The speaker dreams of "fading" out of the world, of just disappearing in a very quiet way. He wants to forget about those things that the nightingale has never had to worry about. The world is full of tired and "weary" people, sickness ("fever"), and massive stress ("fret"). He reduces all of society down to one depressingly exaggerated image: people sitting around and listening to each other "groan" and complain. Palsy (paralysis) is a disease that causes sudden involuntary movements, and so this gray-haired person is no longer capable of controlling his own body. The world is a place where any kind of thinking leads to depressing thoughts and worries. There are no thoughts that can ultimately bring joy or peace: thinking itself is the problem. These sad and "despairing" thoughts make the eyelids like lead weights. Neither Beauty nor Love can survive there for long.

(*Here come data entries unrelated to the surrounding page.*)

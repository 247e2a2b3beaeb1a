use crate::assets::Pixels;
use wgpu;

pub(crate) const DEPTH_FORMAT: wgpu::TextureFormat = wgpu::TextureFormat::Depth32Float;

fn attachment_texture(
    device: &wgpu::Device,
    label: &str,
    format: wgpu::TextureFormat,
    width: u32,
    height: u32,
    sample_count: u32,
) -> (wgpu::Texture, wgpu::TextureView) {
    let tex = device.create_texture(&wgpu::TextureDescriptor {
        label: Some(label),
        size: wgpu::Extent3d {
            width: width.max(1),
            height: height.max(1),
            depth_or_array_layers: 1,
        },
        mip_level_count: 1,
        sample_count,
        dimension: wgpu::TextureDimension::D2,
        format,
        usage: wgpu::TextureUsages::RENDER_ATTACHMENT,
        view_formats: &[],
    });
    let view = tex.create_view(&wgpu::TextureViewDescriptor::default());
    (tex, view)
}

pub(crate) fn create_depth_texture(
    device: &wgpu::Device,
    width: u32,
    height: u32,
    sample_count: u32,
) -> (wgpu::Texture, wgpu::TextureView) {
    attachment_texture(device, "depth_tex", DEPTH_FORMAT, width, height, sample_count)
}

/// Multisampled color target resolved into the surface each frame.
pub(crate) fn create_msaa_target(
    device: &wgpu::Device,
    format: wgpu::TextureFormat,
    width: u32,
    height: u32,
    sample_count: u32,
) -> (wgpu::Texture, wgpu::TextureView) {
    attachment_texture(device, "msaa_color", format, width, height, sample_count)
}

/// Upload tightly packed RGBA8 mip levels, base level first, as an sRGB texture.
/// Callers validate the chain; `levels` must not be empty.
pub(crate) fn create_rgba_texture(
    device: &wgpu::Device,
    queue: &wgpu::Queue,
    label: &str,
    levels: &[Pixels],
) -> (wgpu::Texture, wgpu::TextureView) {
    let (width, height) = levels
        .first()
        .map_or((1, 1), |base| (base.width, base.height));
    let tex = device.create_texture(&wgpu::TextureDescriptor {
        label: Some(label),
        size: wgpu::Extent3d {
            width,
            height,
            depth_or_array_layers: 1,
        },
        mip_level_count: levels.len().max(1) as u32,
        sample_count: 1,
        dimension: wgpu::TextureDimension::D2,
        format: wgpu::TextureFormat::Rgba8UnormSrgb,
        usage: wgpu::TextureUsages::TEXTURE_BINDING | wgpu::TextureUsages::COPY_DST,
        view_formats: &[],
    });
    for (mip_level, level) in levels.iter().enumerate() {
        queue.write_texture(
            wgpu::TexelCopyTextureInfo {
                texture: &tex,
                mip_level: mip_level as u32,
                origin: wgpu::Origin3d::ZERO,
                aspect: wgpu::TextureAspect::All,
            },
            &level.rgba,
            wgpu::TexelCopyBufferLayout {
                offset: 0,
                bytes_per_row: Some(4 * level.width),
                rows_per_image: Some(level.height),
            },
            wgpu::Extent3d {
                width: level.width,
                height: level.height,
                depth_or_array_layers: 1,
            },
        );
    }
    let view = tex.create_view(&wgpu::TextureViewDescriptor::default());
    (tex, view)
}

/// `0xRRGGBB` in sRGB to a linear clear color.
pub(crate) fn srgb_hex_to_linear(hex: u32) -> wgpu::Color {
    let channel = |shift: u32| {
        let c = ((hex >> shift) & 0xff) as f64 / 255.0;
        if c <= 0.04045 {
            c / 12.92
        } else {
            ((c + 0.055) / 1.055).powf(2.4)
        }
    };
    wgpu::Color {
        r: channel(16),
        g: channel(8),
        b: channel(0),
        a: 1.0,
    }
}
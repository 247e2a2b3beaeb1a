use crate::constants::{CANVAS_ID, CANVAS_PARENT_SELECTOR};
use crate::core::Viewport;
use wasm_bindgen::closure::Closure;
use wasm_bindgen::JsCast;
use web_sys as web;

/// Attach a listener that lives for the rest of the page.
pub fn add_listener<E: JsCast + 'static>(
    target: &web::EventTarget,
    event: &str,
    mut handler: impl FnMut(E) + 'static,
) {
    let closure = Closure::wrap(Box::new(move |ev: web::Event| {
        if let Ok(ev) = ev.dyn_into::<E>() {
            handler(ev);
        }
    }) as Box<dyn FnMut(web::Event)>);
    if let Err(e) = target.add_event_listener_with_callback(event, closure.as_ref().unchecked_ref())
    {
        log::warn!("[dom] cannot listen for {}: {:?}", event, e);
    }
    closure.forget();
}

/// Viewport derived once from the body height.
pub fn read_viewport(document: &web::Document) -> anyhow::Result<Viewport> {
    let body = document
        .body()
        .ok_or_else(|| anyhow::anyhow!("no document body"))?;
    Ok(Viewport::from_height(body.client_height() as f32)?)
}

/// Find `#app-canvas`, creating it inside `.canvas-box` (or the body) if the
/// page does not provide one.
pub fn ensure_canvas(document: &web::Document) -> anyhow::Result<web::HtmlCanvasElement> {
    let el = match document.get_element_by_id(CANVAS_ID) {
        Some(el) => el,
        None => {
            let el = document
                .create_element("canvas")
                .map_err(|e| anyhow::anyhow!("{:?}", e))?;
            el.set_id(CANVAS_ID);
            let parent: web::Element = match document
                .query_selector(CANVAS_PARENT_SELECTOR)
                .ok()
                .flatten()
            {
                Some(p) => p,
                None => document
                    .body()
                    .ok_or_else(|| anyhow::anyhow!("no document body"))?
                    .into(),
            };
            parent
                .append_child(&el)
                .map_err(|e| anyhow::anyhow!("{:?}", e))?;
            el
        }
    };
    el.dyn_into::<web::HtmlCanvasElement>()
        .map_err(|e| anyhow::anyhow!(format!("{:?}", e)))
}

/// Size the canvas to the viewport in CSS pixels and its backing store to
/// CSS size * devicePixelRatio.
pub fn size_canvas(canvas: &web::HtmlCanvasElement, vp: &Viewport) {
    let dpr = web::window().map(|w| w.device_pixel_ratio()).unwrap_or(1.0);
    let style = canvas.style();
    _ = style.set_property("width", &format!("{}px", vp.width));
    _ = style.set_property("height", &format!("{}px", vp.height));
    _ = style.set_property("touch-action", "none");
    canvas.set_width(((vp.width as f64 * dpr) as u32).max(1));
    canvas.set_height(((vp.height as f64 * dpr) as u32).max(1));
}
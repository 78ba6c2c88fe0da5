mod task;
mod task_board;
mod ui;

use anyhow::Result;
use std::path::Path;
use task_board::TaskBoard;

fn main() -> Result<()> {
    let data_dir = Path::new(".");
    let mut board = TaskBoard::load_from(data_dir)?;

    ui::run_app(&mut board)?;

    board.save_to(data_dir)?;
    println!("\nData saved successfully!");
    Ok(())
}
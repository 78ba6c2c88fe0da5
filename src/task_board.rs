use crate::task::{Status, Task};
use anyhow::{Context, Result};
use std::collections::VecDeque;
use std::path::Path;

pub const PENDING_FILE: &str = "pending_tasks.csv";
pub const HISTORY_FILE: &str = "completed_history.csv";

const COLUMNS: [&str; 4] = ["Subject", "Description", "DueDate", "Status"];

#[derive(Debug, Default)]
pub struct TaskBoard {
    pub pending: Vec<Task>,
    pub history: VecDeque<Task>,
}

impl TaskBoard {
    pub fn new() -> Self {
        Self {
            pending: Vec::new(),
            history: VecDeque::new(),
        }
    }

    pub fn load_from(dir: &Path) -> Result<Self> {
        let pending = read_tasks(&dir.join(PENDING_FILE))?;
        let history = read_tasks(&dir.join(HISTORY_FILE))?.into();
        Ok(Self { pending, history })
    }

    pub fn save_to(&self, dir: &Path) -> Result<()> {
        write_tasks(&dir.join(PENDING_FILE), &self.pending)?;
        let history: Vec<Task> = self.history.iter().cloned().collect();
        write_tasks(&dir.join(HISTORY_FILE), &history)?;
        Ok(())
    }

    pub fn add_task(&mut self, subject: String, description: String, due_date: String) {
        let task = Task {
            subject,
            description,
            due_date,
            status: Status::Pending,
        };
        self.pending.push(task);
    }

    /// Pending tasks ordered by due date, then subject. Ties keep
    /// insertion order.
    pub fn sorted_pending(&self) -> Vec<&Task> {
        self.sorted_order()
            .into_iter()
            .map(|i| &self.pending[i])
            .collect()
    }

    /// Marks the task at `position` (1-based, into the sorted view) as
    /// completed and moves it to the front of the history. Returns the
    /// completed task, or `None` if `position` is out of range.
    pub fn complete_task(&mut self, position: usize) -> Option<&Task> {
        let order = self.sorted_order();
        if position == 0 || position > order.len() {
            return None;
        }
        let mut task = self.pending.remove(order[position - 1]);
        task.status = Status::Completed;
        self.history.push_front(task);
        self.history.front()
    }

    fn sorted_order(&self) -> Vec<usize> {
        let mut order: Vec<usize> = (0..self.pending.len()).collect();
        order.sort_by(|&a, &b| {
            let (a, b) = (&self.pending[a], &self.pending[b]);
            (&a.due_date, &a.subject).cmp(&(&b.due_date, &b.subject))
        });
        order
    }
}

fn read_tasks(path: &Path) -> Result<Vec<Task>> {
    if !path.exists() {
        return Ok(Vec::new());
    }
    let mut reader = csv::Reader::from_path(path)
        .with_context(|| format!("failed to open {}", path.display()))?;
    let mut tasks = Vec::new();
    for record in reader.deserialize() {
        let task: Task =
            record.with_context(|| format!("malformed record in {}", path.display()))?;
        tasks.push(task);
    }
    Ok(tasks)
}

fn write_tasks(path: &Path, tasks: &[Task]) -> Result<()> {
    let mut writer = csv::WriterBuilder::new()
        .has_headers(false)
        .from_path(path)
        .with_context(|| format!("failed to write {}", path.display()))?;
    writer.write_record(COLUMNS)?;
    for task in tasks {
        writer.serialize(task)?;
    }
    writer.flush()?;
    Ok(())
}
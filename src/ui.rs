use crate::task_board::TaskBoard;
use anyhow::Result;
use std::io::{self, Write};

pub fn run_app(board: &mut TaskBoard) -> Result<()> {
    loop {
        println!();
        println!("===== School Task Manager =====");
        println!("1. Add a new task");
        println!("2. View pending tasks");
        println!("3. Mark a task as completed");
        println!("4. View completed task history");
        println!("5. Save and exit");

        match prompt("Choose an option")?.as_str() {
            "1" => add_task(board)?,
            "2" => show_pending(board),
            "3" => complete_task(board)?,
            "4" => show_history(board),
            "5" => return Ok(()),
            _ => println!("\nInvalid option. Please choose again."),
        }
    }
}

fn add_task(board: &mut TaskBoard) -> Result<()> {
    println!("\n--- Add New Task ---");
    let subject = prompt("Subject")?;
    let description = prompt("Description")?;
    let due_date = prompt("Due date (YYYY-MM-DD)")?;
    board.add_task(subject, description, due_date);
    println!("\nTask added!");
    Ok(())
}

fn show_pending(board: &TaskBoard) {
    println!("\n--- Pending Tasks ---");
    let tasks = board.sorted_pending();
    if tasks.is_empty() {
        println!("No pending tasks. Well done!");
        return;
    }
    for (i, task) in tasks.iter().enumerate() {
        println!(
            "{}. {}: {} (due {}) [{}]",
            i + 1,
            task.subject,
            task.description,
            task.due_date,
            task.status
        );
    }
}

fn complete_task(board: &mut TaskBoard) -> Result<()> {
    show_pending(board);
    if board.pending.is_empty() {
        return Ok(());
    }

    println!();
    let input = prompt("Task number to mark as completed (0 to cancel)")?;
    let position = match input.parse::<usize>() {
        Ok(n) => n,
        Err(_) => {
            println!("\nError: invalid task number.");
            return Ok(());
        }
    };
    if position == 0 {
        return Ok(());
    }

    match board.complete_task(position) {
        Some(task) => println!("\nTask '{}' marked as completed!", task.description),
        None => println!("\nError: invalid task number."),
    }
    Ok(())
}

fn show_history(board: &TaskBoard) {
    println!("\n--- Completed Task History ---");
    if board.history.is_empty() {
        println!("No tasks completed yet.");
        return;
    }
    for (i, task) in board.history.iter().enumerate() {
        println!(
            "{}. Subject: {}, Description: {}, Due: {}",
            i + 1,
            task.subject,
            task.description,
            task.due_date
        );
    }
}

fn prompt(message: &str) -> Result<String> {
    print!("{}: ", message);
    io::stdout().flush()?;
    let mut input = String::new();
    io::stdin().read_line(&mut input)?;
    Ok(input.trim().to_string())
}
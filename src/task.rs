use std::fmt;

use serde::{Deserialize, Serialize};

#[derive(Debug, Serialize, Deserialize, Clone, PartialEq, Eq)]
#[serde(rename_all = "PascalCase")]
pub struct Task {
    pub subject: String,
    pub description: String,
    pub due_date: String, // "YYYY-MM-DD", stored as entered
    pub status: Status,
}

#[derive(Debug, Serialize, Deserialize, Clone, Copy, PartialEq, Eq)]
pub enum Status {
    Pending,
    Completed,
}

impl fmt::Display for Status {
    fn fmt(&self, f: &mut fmt::Formatter<'_>) -> fmt::Result {
        match self {
            Status::Pending => write!(f, "Pending"),
            Status::Completed => write!(f, "Completed"),
        }
    }
}
//! metal-robot - a GitHub/GitLab webhook bot that coordinates releases
//! across the repositories of a multi-repository product.
//!
//! Forge events arrive at the [`server`], are verified and parsed by
//! [`webhooks`] and fanned out by the [`dispatch`] registry to the
//! [`actions`] configured for that webhook. Actions talk to GitHub through
//! [`github`] and change repositories through [`git`] working copies.

pub mod actions;
pub mod commands;
pub mod config;
pub mod dispatch;
pub mod git;
pub mod github;
pub mod gitlab;
pub mod markdown;
pub mod patch;
pub mod server;
pub mod template;
pub mod types;
pub mod webhooks;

Away! away! for I will fly to thee,
Not charioted by Bacchus and his pards,
But on the viewless wings of Poesy,
Though the dull brain perplexes and retards:
Already with thee! tender is the night,
And haply the Queen-Moon is on her throne,
Cluster'd around by all her starry Fays;
But here there is no light,
Save what from heaven is with the breezes blown
Through verdurous glooms and winding mossy ways.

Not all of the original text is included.